***** Records shown

use super::channel::OkxChannel;
use crate::{
    Identifier,
    books::{Level, OrderBook, checksum::ChecksumMethod},
    error::DataError,
    event::MarketEvent,
    exchange::{Connector, okx::Okx, subscription::ExchangeSub},
    subscription::{
        Map,
        book::{OrderBookEvent, OrderBooksL2},
    },
    transformer::ExchangeTransformer,
};
use async_trait::async_trait;
use chrono::{DateTime, Utc};
use harbor_integration::{
    Transformer, protocol::websocket::WsMessage, subscription::SubscriptionId,
};
use rust_decimal::Decimal;
use serde::{Deserialize, Serialize};
use tokio::sync::mpsc::UnboundedSender;

/// [`Okx`] checksummed L2 book message.
///
/// The first message after subscribing carries `action: "snapshot"` (a wire snapshot treated as
/// an implicit resync anchor); subsequent messages carry `action: "update"` deltas whose
/// `prevSeqId` must chain onto the stored `seqId`.
///
/// ### Raw Payload Examples
/// See docs: <https://www.okx.com/docs-v5/en/#websocket-api-public-channel-order-book-channel>
/// ```json
/// {
///     "arg": {"channel": "books", "instId": "BTC-USDT"},
///     "action": "update",
///     "data": [
///         {
///             "asks": [["8476.98", "415", "0", "13"]],
///             "bids": [["8476.97", "256", "0", "12"]],
///             "ts": "1597026383085",
///             "checksum": -855196043,
///             "prevSeqId": 123456,
///             "seqId": 123457
///         }
///     ]
/// }
/// ```
#[derive(Clone, PartialEq, Debug, Deserialize, Serialize)]
pub struct OkxBookMessage {
    #[serde(deserialize_with = "de_okx_book_subscription_id", rename = "arg")]
    pub subscription_id: SubscriptionId,
    pub action: OkxBookAction,
    pub data: Vec<OkxBookData>,
}

/// Whether an [`OkxBookMessage`] replaces the local book or applies on top of it.
#[derive(Copy, Clone, Eq, PartialEq, Debug, Deserialize, Serialize)]
#[serde(rename_all = "snake_case")]
pub enum OkxBookAction {
    Snapshot,
    Update,
}

/// Book payload for one market.
#[derive(Clone, PartialEq, Debug, Deserialize, Serialize)]
pub struct OkxBookData {
    pub bids: Vec<OkxBookLevel>,
    pub asks: Vec<OkxBookLevel>,
    #[serde(
        rename = "ts",
        deserialize_with = "harbor_integration::de::de_str_u64_epoch_ms_as_datetime_utc"
    )]
    pub time: DateTime<Utc>,
    pub checksum: i32,
    #[serde(rename = "prevSeqId", default)]
    pub prev_seq_id: i64,
    #[serde(rename = "seqId")]
    pub seq_id: i64,
}

/// [`Okx`] book level: `[price, amount, deprecated, order_count]`.
#[derive(Clone, Copy, PartialEq, Debug, Deserialize, Serialize)]
pub struct OkxBookLevel(
    #[serde(with = "rust_decimal::serde::str")] pub Decimal,
    #[serde(with = "rust_decimal::serde::str")] pub Decimal,
    #[serde(with = "rust_decimal::serde::str")] pub Decimal,
    #[serde(with = "rust_decimal::serde::str")] pub Decimal,
);

impl From<OkxBookLevel> for Level {
    fn from(level: OkxBookLevel) -> Self {
        Self {
            price: level.0,
            amount: level.1,
        }
    }
}

impl Identifier<Option<SubscriptionId>> for OkxBookMessage {
    fn id(&self) -> Option<SubscriptionId> {
        Some(self.subscription_id.clone())
    }
}

/// State for one market's checksummed [`Okx`] book.
#[derive(Debug)]
struct OkxBookMeta<InstrumentKey> {
    key: InstrumentKey,
    book: OrderBook,
    seq_id: i64,
}

/// [`Okx`] stateful OrderBooksL2 [`ExchangeTransformer`].
///
/// Wire snapshots reset the local book and `seqId` anchor. Updates must chain `prevSeqId` onto
/// the stored `seqId`; both a broken chain and a checksum mismatch surface terminal errors
/// forcing resubscription with a fresh snapshot.
#[derive(Debug)]
pub struct OkxBookTransformer<InstrumentKey> {
    books: Map<OkxBookMeta<InstrumentKey>>,
}

#[async_trait]
impl<InstrumentKey> ExchangeTransformer<Okx, InstrumentKey, OrderBooksL2>
    for OkxBookTransformer<InstrumentKey>
where
    InstrumentKey: Clone + PartialEq + Send + Sync,
{
    async fn init(
        instrument_map: Map<InstrumentKey>,
        _: &[MarketEvent<InstrumentKey, OrderBookEvent>],
        _: UnboundedSender<WsMessage>,
    ) -> Result<Self, DataError> {
        // Okx publishes a wire snapshot on subscribe, so no REST snapshots are required
        let books = instrument_map
            .0
            .into_iter()
            .map(|(sub_id, key)| {
                (
                    sub_id,
                    OkxBookMeta {
                        key,
                        book: OrderBook::default(),
                        seq_id: -1,
                    },
                )
            })
            .collect();

        Ok(Self { books })
    }
}

impl<InstrumentKey> Transformer for OkxBookTransformer<InstrumentKey>
where
    InstrumentKey: Clone,
{
    type Error = DataError;
    type Input = OkxBookMessage;
    type Output = MarketEvent<InstrumentKey, OrderBookEvent>;
    type OutputIter = Vec<Result<Self::Output, Self::Error>>;

    fn transform(&mut self, input: Self::Input) -> Self::OutputIter {
        let subscription_id = match input.id() {
            Some(subscription_id) => subscription_id,
            None => return vec![],
        };

        let meta = match self.books.find_mut(&subscription_id) {
            Ok(meta) => meta,
            Err(unidentifiable) => return vec![Err(DataError::from(unidentifiable))],
        };

        let mut outputs = Vec::with_capacity(input.data.len());
        for data in input.data {
            let event = match input.action {
                OkxBookAction::Snapshot => {
                    // Implicit resync anchor: replace the book and reset the seqId chain
                    meta.book = OrderBook::new(
                        data.seq_id.max(0) as u64,
                        Some(data.time),
                        data.bids.clone(),
                        data.asks.clone(),
                    );
                    meta.seq_id = data.seq_id;
                    OrderBookEvent::Snapshot(meta.book.clone())
                }
                OkxBookAction::Update => {
                    // Updates must chain onto the stored seqId
                    if data.prev_seq_id != meta.seq_id {
                        outputs.push(Err(DataError::InvalidSequence {
                            prev_last_update_id: meta.seq_id.max(0) as u64,
                            first_update_id: data.prev_seq_id.max(0) as u64,
                        }));
                        continue;
                    }
                    meta.seq_id = data.seq_id;

                    let delta = OrderBook::new(
                        data.seq_id.max(0) as u64,
                        Some(data.time),
                        data.bids.clone(),
                        data.asks.clone(),
                    );
                    let event = OrderBookEvent::Update(delta);
                    meta.book.update(&event);
                    event
                }
            };

            // Verify the local book against the wire checksum after every applied message
            let computed = ChecksumMethod::Okx.compute(&meta.book);
            let expected = data.checksum as u32;
            if computed != expected {
                outputs.push(Err(DataError::ChecksumMismatch { expected, computed }));
                continue;
            }

            outputs.push(Ok(MarketEvent {
                time_exchange: data.time,
                time_received: Utc::now(),
                exchange: Okx::ID,
                instrument: meta.key.clone(),
                kind: event,
            }));
        }
        outputs
    }
}

/// Deserialize an [`OkxBookMessage`] "arg" as the associated [`SubscriptionId`]
/// (eg/ "books|BTC-USDT").
pub fn de_okx_book_subscription_id<'de, D>(deserializer: D) -> Result<SubscriptionId, D::Error>
where
    D: serde::de::Deserializer<'de>,
{
    #[derive(Deserialize)]
    struct Arg {
        #[serde(rename = "instId")]
        inst_id: String,
    }

    Arg::deserialize(deserializer)
        .map(|arg| ExchangeSub::from((OkxChannel::ORDER_BOOK_L2, arg.inst_id)).id())
}

#[cfg(test)]
mod tests {
    use super::*;
    use rust_decimal_macros::dec;

    fn level(price: Decimal, amount: Decimal) -> OkxBookLevel {
        OkxBookLevel(price, amount, dec!(0), dec!(1))
    }

    fn transformer() -> OkxBookTransformer<&'static str> {
        OkxBookTransformer {
            books: Map::from_iter([(
                SubscriptionId::from("books|BTC-USDT"),
                OkxBookMeta {
                    key: "btc_usdt",
                    book: OrderBook::default(),
                    seq_id: -1,
                },
            )]),
        }
    }

    fn message(
        action: OkxBookAction,
        bids: Vec<OkxBookLevel>,
        asks: Vec<OkxBookLevel>,
        checksum: i32,
        prev_seq_id: i64,
        seq_id: i64,
    ) -> OkxBookMessage {
        OkxBookMessage {
            subscription_id: SubscriptionId::from("books|BTC-USDT"),
            action,
            data: vec![OkxBookData {
                bids,
                asks,
                time: Default::default(),
                checksum,
                prev_seq_id,
                seq_id,
            }],
        }
    }

    fn checksum_for(bids: &[OkxBookLevel], asks: &[OkxBookLevel], seq: u64) -> i32 {
        let book = OrderBook::new(seq, None, bids.to_vec(), asks.to_vec());
        ChecksumMethod::Okx.compute(&book) as i32
    }

    #[test]
    fn test_snapshot_then_chained_update() {
        let mut transformer = transformer();

        let bids = vec![level(dec!(8476.97), dec!(256))];
        let asks = vec![level(dec!(8476.98), dec!(415))];
        let snapshot = message(
            OkxBookAction::Snapshot,
            bids.clone(),
            asks.clone(),
            checksum_for(&bids, &asks, 1),
            0,
            1,
        );
        assert!(transformer.transform(snapshot)[0].is_ok());

        // Chained update removing the ask level
        let mut expected = OrderBook::new(2, None, bids.clone(), asks.clone());
        expected.update(&OrderBookEvent::Update(OrderBook::new(
            2,
            None,
            vec![],
            vec![level(dec!(8476.98), dec!(0))],
        )));
        let update = message(
            OkxBookAction::Update,
            vec![],
            vec![level(dec!(8476.98), dec!(0))],
            ChecksumMethod::Okx.compute(&expected) as i32,
            1,
            2,
        );
        let outputs = transformer.transform(update);
        assert!(matches!(
            outputs[0].as_ref().unwrap().kind,
            OrderBookEvent::Update(_)
        ));
    }

    #[test]
    fn test_broken_seq_chain_surfaces_invalid_sequence() {
        let mut transformer = transformer();

        let bids = vec![level(dec!(8476.97), dec!(256))];
        let snapshot = message(
            OkxBookAction::Snapshot,
            bids.clone(),
            vec![],
            checksum_for(&bids, &[], 1),
            0,
            1,
        );
        assert!(transformer.transform(snapshot)[0].is_ok());

        // prevSeqId=5 does not chain onto stored seqId=1
        let update = message(OkxBookAction::Update, vec![], vec![], 0, 5, 6);
        let outputs = transformer.transform(update);
        assert!(matches!(
            outputs[0].as_ref().unwrap_err(),
            DataError::InvalidSequence { .. }
        ));
    }

    #[test]
    fn test_de_okx_book_message() {
        let input = r#"
        {
            "arg": {"channel": "books", "instId": "BTC-USDT"},
            "action": "update",
            "data": [
                {
                    "asks": [["8476.98", "415", "0", "13"]],
                    "bids": [["8476.97", "256", "0", "12"]],
                    "ts": "1597026383085",
                    "checksum": -855196043,
                    "prevSeqId": 123456,
                    "seqId": 123457
                }
            ]
        }
        "#;

        let actual = serde_json::from_str::<OkxBookMessage>(input).unwrap();
        assert_eq!(actual.subscription_id, SubscriptionId::from("books|BTC-USDT"));
        assert_eq!(actual.action, OkxBookAction::Update);
        assert_eq!(actual.data[0].checksum, -855196043);
        assert_eq!(actual.data[0].seq_id, 123457);
    }
}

**********

**What you are asked to do**
In the records above, which lines hold the string "price"? Copy each one.

**Response to the exercise**
/// [`Okx`] book level: `[price, amount, deprecated, order_count]`.
            price: level.0,
    fn level(price: Decimal, amount: Decimal) -> OkxBookLevel {
        OkxBookLevel(price, amount, dec!(0), dec!(1))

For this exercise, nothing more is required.